CRITICAL: Run Outside Sandbox

All commands in this skill MUST be run outside the sandbox. Use dangerouslyDisableSandbox: true for all Bash commands including:

which slurp (installation check)
node analyze-sitemap.js (sitemap analysis)
slurp (scraping)
File inspection commands (wc, head, cat, etc.)

The sandbox blocks network access and file operations required for web scraping.

Pre-Flight: Check Installation

Before scraping, verify slurp-ai is installed:

which slurp || echo "NOT INSTALLED"

If not installed, ask the user to run:

npm install -g slurp-ai

Requires: Node.js v20+

Do NOT proceed with scraping until slurp-ai is confirmed installed.

Commands

Command	Purpose
`slurp <url>`	Fetch and compile in one step
`slurp fetch <url> [version]`	Download docs to partials only
`slurp compile`	Compile partials into single file
`slurp read <package> [version]`	Read local documentation

Output: Creates slurp_compiled/compiled_docs.md from partials in slurp_partials/.
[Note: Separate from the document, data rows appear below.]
//! Rule book and compiled rule tables.
//!
//! A [RuleBook] is the serializable source of every scheme rule: the literals
//! that recognize a scheme and the `(label, pattern)` tables that map a subject
//! to a label. It is either the built-in one or loaded from a JSON file, and is
//! hashed so that a run can pin the exact rules it labels data with.
//!
//! [Rules] is the compiled form shared (read-only) by every worker.
use std::collections::{BTreeMap, HashSet};
use std::path::Path;

use log::debug;
use regex::{Regex, RegexSet};
use serde::{Deserialize, Serialize};

use super::tables;
use super::Scheme;
use crate::error::Error;
use crate::labels::Label;
use crate::metadata::Subject;
use crate::processing::sha256_hex;

/// Subject field a table matches against.
#[derive(Debug, Clone, Copy, PartialEq, Eq, Serialize, Deserialize)]
pub enum Field {
    #[serde(rename = "value")]
    Value,
    #[serde(rename = "valueURI")]
    ValueUri,
}

#[derive(Debug, Clone, PartialEq, Serialize, Deserialize)]
pub struct RuleSource {
    pub label: Label,
    pub pattern: String,
    #[serde(default)]
    pub ignore_case: bool,
}

#[derive(Debug, Clone, PartialEq, Serialize, Deserialize)]
pub struct TableSource {
    pub field: Field,
    /// lower-case the field before matching
    pub lowercase: bool,
    /// whether row order is significant
    pub ordered: bool,
    pub rules: Vec<RuleSource>,
}

impl TableSource {
    fn from_rows(field: Field, lowercase: bool, ordered: bool, rows: &[(u8, &[&str])]) -> Self {
        let rules = rows
            .iter()
            .filter_map(|(code, alternatives)| {
                Label::new(*code).map(|label| RuleSource {
                    label,
                    pattern: alternatives.join("|"),
                    ignore_case: false,
                })
            })
            .collect();
        Self {
            field,
            lowercase,
            ordered,
            rules,
        }
    }
}

/// Literals and guard patterns used to recognize schemes.
#[derive(Debug, Clone, PartialEq, Serialize, Deserialize)]
pub struct Markers {
    pub ddc_names: Vec<String>,
    pub ddc_coordinates: String,
    pub ddc_scheme_uri: String,
    pub anzsrc_scheme_uri: String,
    pub anzsrc_code: String,
    pub jel_subject_scheme: String,
    pub narcis_scheme_uri: String,
    pub narcis_subject_scheme: String,
    pub bk_subject_schemes: Vec<String>,
    pub linsearch_subject_schemes: Vec<String>,
    pub bepress_subject_schemes: Vec<String>,
}

impl Default for Markers {
    fn default() -> Self {
        let strings = |s: &[&str]| s.iter().map(|s| s.to_string()).collect();
        Self {
            ddc_names: strings(tables::DDC_NAMES),
            ddc_coordinates: tables::DDC_COORDINATES.to_string(),
            ddc_scheme_uri: tables::DDC_SCHEME_URI.to_string(),
            anzsrc_scheme_uri: tables::ANZSRC_SCHEME_URI.to_string(),
            anzsrc_code: tables::ANZSRC_CODE.to_string(),
            jel_subject_scheme: tables::JEL_SUBJECT_SCHEME.to_string(),
            narcis_scheme_uri: tables::NARCIS_SCHEME_URI.to_string(),
            narcis_subject_scheme: tables::NARCIS_SUBJECT_SCHEME.to_string(),
            bk_subject_schemes: strings(tables::BK_SUBJECT_SCHEMES),
            linsearch_subject_schemes: strings(tables::LINSEARCH_SUBJECT_SCHEMES),
            bepress_subject_schemes: strings(tables::BEPRESS_SUBJECT_SCHEMES),
        }
    }
}

/// Serializable source of all rules.
#[derive(Debug, Clone, PartialEq, Serialize, Deserialize)]
pub struct RuleBook {
    pub markers: Markers,
    pub tables: BTreeMap<Scheme, TableSource>,
}

impl RuleBook {
    /// Rules shipped with the crate.
    pub fn builtin() -> Self {
        let mut tables = BTreeMap::new();
        tables.insert(
            Scheme::Ddc,
            TableSource::from_rows(Field::Value, true, true, tables::DDC),
        );
        // valueURIs are lower-cased while the rows expect an upper-case `D` code,
        // so these rows never match. Rule files can set `lowercase: false`.
        tables.insert(
            Scheme::Narcis,
            TableSource::from_rows(Field::ValueUri, true, true, tables::NARCIS),
        );
        tables.insert(
            Scheme::Bk,
            TableSource::from_rows(Field::Value, true, true, tables::BK),
        );

        let linsearch = tables::LINSEARCH
            .iter()
            .filter_map(|(code, pattern, ignore_case)| {
                Label::new(*code).map(|label| RuleSource {
                    label,
                    pattern: pattern.to_string(),
                    ignore_case: *ignore_case,
                })
            })
            .collect();
        tables.insert(
            Scheme::Linsearch,
            TableSource {
                field: Field::Value,
                lowercase: true,
                ordered: false,
                rules: linsearch,
            },
        );

        let bepress = tables::BEPRESS
            .iter()
            .filter_map(|(code, names)| {
                let names: Vec<String> = names.iter().map(|n| regex::escape(n)).collect();
                Label::new(*code).map(|label| RuleSource {
                    label,
                    pattern: format!("(?:{})$", names.join("|")),
                    ignore_case: true,
                })
            })
            .collect();
        tables.insert(
            Scheme::Bepress,
            TableSource {
                field: Field::Value,
                lowercase: true,
                ordered: false,
                rules: bepress,
            },
        );

        Self {
            markers: Markers::default(),
            tables,
        }
    }

    /// Load the built-in rules or a rule file, returning the book and its source hash.
    ///
    /// The hash of a rule file is the SHA-256 of its bytes,
    /// the hash of the built-in rules is the SHA-256 of their JSON serialization.
    pub fn load(path: Option<&Path>) -> Result<(Self, String), Error> {
        match path {
            Some(path) => {
                let bytes = std::fs::read(path)?;
                let book = serde_json::from_slice(&bytes)?;
                Ok((book, sha256_hex(&bytes)))
            }
            None => {
                let book = Self::builtin();
                let bytes = serde_json::to_vec(&book)?;
                Ok((book, sha256_hex(&bytes)))
            }
        }
    }
}

/// Compile a pattern so that it only matches from the start of the text.
fn anchored(pattern: &str, ignore_case: bool) -> String {
    if ignore_case {
        format!("(?i)^(?:{pattern})")
    } else {
        format!("^(?:{pattern})")
    }
}

fn compile(pattern: &str) -> Result<Regex, Error> {
    Ok(Regex::new(&anchored(pattern, false))?)
}

/// Compiled decision list of a scheme.
///
/// Every row is compiled into one [RegexSet] so a subject is matched against
/// the whole table in a single pass. The lowest matching row index wins,
/// which is the first-match semantics of the ordered list ([RuleTable::scan]).
#[derive(Debug)]
pub struct RuleTable {
    field: Field,
    lowercase: bool,
    ordered: bool,
    labels: Vec<Label>,
    set: RegexSet,
    regexes: Vec<Regex>,
}

impl RuleTable {
    pub fn compile(source: &TableSource) -> Result<Self, Error> {
        let patterns: Vec<String> = source
            .rules
            .iter()
            .map(|rule| anchored(&rule.pattern, rule.ignore_case))
            .collect();
        let regexes = patterns
            .iter()
            .map(|p| Regex::new(p))
            .collect::<Result<Vec<_>, _>>()?;
        Ok(Self {
            field: source.field,
            lowercase: source.lowercase,
            ordered: source.ordered,
            labels: source.rules.iter().map(|rule| rule.label).collect(),
            set: RegexSet::new(&patterns)?,
            regexes,
        })
    }

    pub fn len(&self) -> usize {
        self.labels.len()
    }

    pub fn is_empty(&self) -> bool {
        self.labels.is_empty()
    }

    /// Normalized text of the matched field, if present.
    pub fn normalize(&self, subject: &Subject) -> Option<String> {
        let raw = match self.field {
            Field::Value => subject.value(),
            Field::ValueUri => subject.value_uri(),
        }?;
        let text = raw.trim();
        Some(if self.lowercase {
            text.to_lowercase()
        } else {
            text.to_string()
        })
    }

    /// Label of the first matching row.
    pub fn first_match(&self, text: &str) -> Option<Label> {
        let matches = self.set.matches(text);
        if !self.ordered && matches.iter().count() > 1 {
            debug!("{:?} matches several rows of an unordered table", text);
        }
        matches.iter().next().map(|idx| self.labels[idx])
    }

    /// Linear scan of the rows, in order.
    pub fn scan(&self, text: &str) -> Option<Label> {
        self.regexes
            .iter()
            .zip(self.labels.iter())
            .find(|(regex, _)| regex.is_match(text))
            .map(|(_, label)| *label)
    }

    pub fn resolve(&self, subject: &Subject) -> Option<Label> {
        let text = self.normalize(subject)?;
        self.first_match(&text)
    }
}

/// Compiled rules.
#[derive(Debug)]
pub struct Rules {
    pub(super) ddc_names: HashSet<String>,
    pub(super) ddc_coordinates: Regex,
    pub(super) ddc_scheme_uri: Regex,
    pub(super) anzsrc_scheme_uri: String,
    pub(super) anzsrc_code: Regex,
    pub(super) strict_anzsrc: bool,
    pub(super) jel_subject_scheme: Regex,
    pub(super) narcis_scheme_uri: String,
    pub(super) narcis_subject_scheme: String,
    pub(super) bk_subject_schemes: HashSet<String>,
    pub(super) linsearch_subject_schemes: HashSet<String>,
    pub(super) bepress_subject_schemes: HashSet<String>,
    tables: BTreeMap<Scheme, RuleTable>,
    hash: String,
}

impl Rules {
    pub fn compile(book: &RuleBook, hash: String) -> Result<Self, Error> {
        let lowercased = |names: &[String]| {
            names
                .iter()
                .map(|n| n.trim().to_lowercase())
                .collect::<HashSet<_>>()
        };
        let markers = &book.markers;
        let tables = book
            .tables
            .iter()
            .map(|(scheme, source)| Ok((*scheme, RuleTable::compile(source)?)))
            .collect::<Result<BTreeMap<_, _>, Error>>()?;

        Ok(Self {
            ddc_names: markers.ddc_names.iter().cloned().collect(),
            ddc_coordinates: compile(&markers.ddc_coordinates)?,
            ddc_scheme_uri: compile(&markers.ddc_scheme_uri)?,
            anzsrc_scheme_uri: markers.anzsrc_scheme_uri.clone(),
            anzsrc_code: compile(&markers.anzsrc_code)?,
            strict_anzsrc: true,
            jel_subject_scheme: compile(&markers.jel_subject_scheme)?,
            narcis_scheme_uri: markers.narcis_scheme_uri.clone(),
            narcis_subject_scheme: markers.narcis_subject_scheme.clone(),
            bk_subject_schemes: lowercased(&markers.bk_subject_schemes),
            linsearch_subject_schemes: lowercased(&markers.linsearch_subject_schemes),
            bepress_subject_schemes: lowercased(&markers.bepress_subject_schemes),
            tables,
            hash,
        })
    }

    /// Compile the built-in rules.
    pub fn builtin() -> Result<Self, Error> {
        let (book, hash) = RuleBook::load(None)?;
        Self::compile(&book, hash)
    }

    /// Require ANZSRC values to start with a 5 digit code (default), or accept any value.
    pub fn strict_anzsrc(mut self, strict: bool) -> Self {
        self.strict_anzsrc = strict;
        self
    }

    pub fn table(&self, scheme: Scheme) -> Option<&RuleTable> {
        self.tables.get(&scheme)
    }

    /// SHA-256 of the rule source.
    pub fn hash(&self) -> &str {
        &self.hash
    }

    /// Fail if the rule source hash differs from the `expected` one.
    pub fn check_hash(&self, expected: Option<&str>) -> Result<(), Error> {
        match expected {
            Some(expected) if expected != self.hash => Err(Error::RulesHashMismatch {
                expected: expected.to_string(),
                found: self.hash.clone(),
            }),
            _ => Ok(()),
        }
    }
}

#[cfg(test)]
mod tests {
    use super::*;

    fn label(code: u8) -> Label {
        Label::new(code).unwrap()
    }

    #[test]
    fn builtin_compiles() {
        let rules = Rules::builtin().unwrap();
        for scheme in [
            Scheme::Ddc,
            Scheme::Narcis,
            Scheme::Bk,
            Scheme::Linsearch,
            Scheme::Bepress,
        ] {
            assert!(!rules.table(scheme).unwrap().is_empty(), "{scheme:?}");
        }
        assert!(rules.table(Scheme::Anzsrc).is_none());
        assert_eq!(rules.hash().len(), 64);
    }

    #[test]
    fn builtin_hash_is_stable() {
        let (_, first) = RuleBook::load(None).unwrap();
        let (_, second) = RuleBook::load(None).unwrap();
        assert_eq!(first, second);
    }

    #[test]
    fn hash_guard() {
        let rules = Rules::builtin().unwrap();
        assert!(rules.check_hash(None).is_ok());
        let own = rules.hash().to_string();
        assert!(rules.check_hash(Some(&own)).is_ok());
        assert!(matches!(
            rules.check_hash(Some("deadbeef")),
            Err(Error::RulesHashMismatch { .. })
        ));
    }

    #[test]
    fn anchored_at_start() {
        let source = TableSource {
            field: Field::Value,
            lowercase: true,
            ordered: true,
            rules: vec![RuleSource {
                label: label(11),
                pattern: r"61\d".to_string(),
                ignore_case: false,
            }],
        };
        let table = RuleTable::compile(&source).unwrap();
        assert_eq!(table.first_match("611.2"), Some(label(11)));
        assert_eq!(table.first_match("ddc 611"), None);
    }

    #[test]
    fn set_agrees_with_scan() {
        let rules = Rules::builtin().unwrap();
        let ddc = rules.table(Scheme::Ddc).unwrap();
        let values = [
            "000", "004", "025.04", "150", "200", "306.4", "330", "340", "372", "401", "510",
            "530", "540", "551.46", "571.9", "591.5", "610", "611.2", "630", "650", "690", "720",
            "780", "820", "900", "ddc 551", "medizin und gesundheit", "psychologie", "xyz",
        ];
        for value in values {
            assert_eq!(ddc.first_match(value), ddc.scan(value), "{value}");
        }

        let bk = rules.table(Scheme::Bk).unwrap();
        for value in ["31.10", "55.82", "55.30", "79.60", "79.10", "44.00", "99"] {
            assert_eq!(bk.first_match(value), bk.scan(value), "{value}");
        }
    }

    #[test]
    fn case_handling_is_per_row() {
        let rules = Rules::builtin().unwrap();
        let linsearch = rules.table(Scheme::Linsearch).unwrap();
        // normalized values are lower-cased, the case-sensitive row never matches them
        assert_eq!(linsearch.first_match("social science"), None);
        assert_eq!(linsearch.first_match("Social Science"), Some(label(16)));
        assert_eq!(linsearch.first_match("physics"), Some(label(2)));
    }

    #[test]
    fn rule_file_roundtrip_hash() {
        let dir = tempfile::tempdir().unwrap();
        let path = dir.path().join("rules.json");
        let bytes = serde_json::to_vec(&RuleBook::builtin()).unwrap();
        std::fs::write(&path, &bytes).unwrap();

        let (book, hash) = RuleBook::load(Some(&path)).unwrap();
        let (_, builtin_hash) = RuleBook::load(None).unwrap();
        assert_eq!(book, RuleBook::builtin());
        assert_eq!(hash, builtin_hash);
    }
}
CRITICAL: Analyze Sitemap First

Before running slurp, ALWAYS analyze the sitemap. This reveals the complete site structure and informs your --base-path and --max decisions.
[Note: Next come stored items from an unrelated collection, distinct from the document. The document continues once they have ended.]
use criterion::{black_box, criterion_group, criterion_main, Criterion};
use subject_clean::metadata::Subject;
use subject_clean::schemes::{Rules, Scheme};

pub fn rules_benchmark(c: &mut Criterion) {
    let rules = Rules::builtin().unwrap();
    let ddc = rules.table(Scheme::Ddc).unwrap();
    let bepress = rules.table(Scheme::Bepress).unwrap();
    let values = ["610", "004.1", "ddc 780", "930.1", "no match at all"];

    let mut group = c.benchmark_group("ddc");
    group.bench_function("regex set", |b| {
        b.iter(|| {
            for v in values.iter() {
                black_box(ddc.first_match(black_box(v)));
            }
        })
    });
    group.bench_function("linear scan", |b| {
        b.iter(|| {
            for v in values.iter() {
                black_box(ddc.scan(black_box(v)));
            }
        })
    });
    group.finish();

    let subject = Subject::new("Other Medical Specialties").with_scheme("bepress");
    c.bench_function("bepress resolve", |b| {
        b.iter(|| bepress.resolve(black_box(&subject)))
    });
}

criterion_group!(benches, rules_benchmark);
criterion_main!(benches);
Step 1: Run Sitemap Analysis

Use the included analyze-sitemap.js script:

node analyze-sitemap.js https://docs.example.com

This outputs:

Total page count (informs --max)
URLs grouped by section (informs --base-path)
Suggested slurp commands with appropriate flags
Sample URLs to understand naming patterns

Step 2: Interpret the Output

Example output:

📊 Total URLs in sitemap: 247

📁 URLs by top-level section:
   /docs                          182 pages
   /api                            45 pages
   /blog                           20 pages

🎯 Suggested --base-path options:
   https://docs.example.com/docs/guides/     (67 pages)
   https://docs.example.com/docs/reference/  (52 pages)
   https://docs.example.com/api/             (45 pages)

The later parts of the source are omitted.